FABRÍCIO CARPINEJAR

Carta para minha mãezinha

'Saudade de passar as mãos pelos seus cabelos grisalhos e ouvir de sua parte que todo carinho é bom, mas nem por isso preciso estragar o seu penteado'

Por Da Redação
Publicado em 04 de julho de 2021 | 03:00
 
 
Hélvio

Estamos distantes há um ano e meio, desde o início da pandemia. Eu aqui em Belo Horizonte (MG), você em Porto Alegre (RS). Já perdi os seus aniversários de 81 anos e 82 anos, dois dias das mães, duas Páscoas. 
 
Ficamos nos falando por chamadas de vídeo, tenho mandado cartas, encomendado alguns almoços, enviado livros e vinhos, mas sinto que não é suficiente para agradecer o seu riso de orquídea ressuscitada. 
 
Saudade de passar as mãos pelos seus cabelos grisalhos e ouvir de sua parte que todo carinho é bom, mas nem por isso preciso estragar o seu penteado. Saudade de seu abraço de poncho, de enfiar a cabeça em seus ombros e sentir o perfume que nunca mudou, de maçã verde. 
 
Em nossa distância, há tanta intimidade. 
 
Queria cozinhar para você, recebê-la em nossa casa que ainda não conhece na capital mineira, buscá-la no aeroporto, preparar a sua cama e seu café. 
 
Mas você não abre mão de viver sozinha, de sua independência, de sua horta e jardim. Teimosa que só você mesma, não pretende ser dependente de nenhum filho. Já conheço a sua resposta: sou velha, mas não inválida. 
 
Eu mostraria o quanto somos felizes por aqui, separaria o melhor queijo com goiabada de sobremesa, esquentaria uma canjica, eu me valeria do tropeiro e do frango ao molho pardo para impressioná-la, esperaria seu comentário jocoso que engordei, sinal de que meu casamento com Beatriz anda próspero. Iríamos rir das calorias adquiridas pelo amor. Deixaria, inclusive, que contrariasse as recomendações e que comesse uma costelinha de porco com as mãos, roendo os ossos, só para depois limpar o seu rosto com o guardanapo e ficar próximo de seus olhos de botão, agulha e linha. 
 
Mãezinha, até hoje eu uso as costas dos papéis usados. Jamais deixo de reaproveitar os dois lados da folha. São árvores que não serão cortadas. Lembro de sua lição de fazer bloquinhos juntando as resmas avulsas. 
 
Se sou escritor, é porque você não permitiu que eu duvidasse de mim. Fui seu livro, você foi a minha primeira leitora.

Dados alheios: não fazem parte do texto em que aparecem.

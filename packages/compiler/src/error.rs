//! Compiler errors.

use crate::parse_util::{ParseError, ParseSourceSpan};
use thiserror::Error;

pub type Result<T> = std::result::Result<T, CompileError>;

#[derive(Debug, Error)]
pub enum CompileError {
    /// A handler expression could not be lowered to output statements.
    #[error("{}", describe_lowering(.msg, .span.as_ref()))]
    Lowering {
        msg: String,
        span: Option<ParseSourceSpan>,
    },

    /// The caller broke a driver precondition.
    #[error("internal compiler error: {0}")]
    Internal(String),
}

fn describe_lowering(msg: &str, span: Option<&ParseSourceSpan>) -> String {
    match span {
        Some(span) => ParseError::new(span.clone(), msg).to_string(),
        None => msg.to_string(),
    }
}

impl CompileError {
    pub fn lowering(span: Option<&ParseSourceSpan>, msg: impl Into<String>) -> Self {
        CompileError::Lowering {
            msg: msg.into(),
            span: span.cloned(),
        }
    }

    pub fn internal(msg: impl Into<String>) -> Self {
        CompileError::Internal(msg.into())
    }

    /// Template location of the failure, when there is one.
    pub fn span(&self) -> Option<&ParseSourceSpan> {
        match self {
            CompileError::Lowering { span, .. } => span.as_ref(),
            CompileError::Internal(_) => None,
        }
    }
}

Encapado com o papel-presente, como costumava fazer para proteger as obras didáticas escolares. 
 
Você me ensinou a ler e a escrever quando a escola já tinha desistido de mim, quando o médico havia diagnosticado retardo mental, quando os colegas zombavam do meu atraso, quando não havia esperança de pertencer a esse mundo. 
 
Você abriu a porta de minha cura. Estava adoecido de quê? De falta de confiança. Não acreditava mais em mim porque só escutava absurdos e ofensas a meu respeito. 
 
Mãezinha, o mais importante e que nunca lhe disse (e é o momento de dizer tudo e evitar ambiguidades), foi quando me deu a chave da porta da minha saúde emocional. Não ficou segurando a porta. Viu que eu não poderia permanecer sempre junto de sua saia para ser ajudado. Tinha que andar com o meu próprio coração. 
 
Chegou em casa do trabalho com um caderno para mim. 
 
- Um presente para você! 
- Mas eu já tenho todos os cadernos da escola, para todas as disciplinas, não preciso de mais nenhum. 
- Esse não é para escola, é para sua vida, é para escrever tudo o que você ensinará para você mesmo - seus sentimentos, suas vontades, seus desejos.
 
De um ato banal, de uma oferta singela, descobri a minha vocação. Aquele cheiro de papel novo tornou-se o início de tudo. Jamais parei de escrever naquele caderno. Há quatro décadas mantenho o hábito de me ensinar, de me observar, de expor o que penso para aproximar as minhas palavras de minhas atitudes. 
 
Essa carta é mais uma página daquela lembrança. Mais uma página de minha gratidão infinita. Mãezinha, se você não existisse, eu a inventaria todo dia dentro de mim.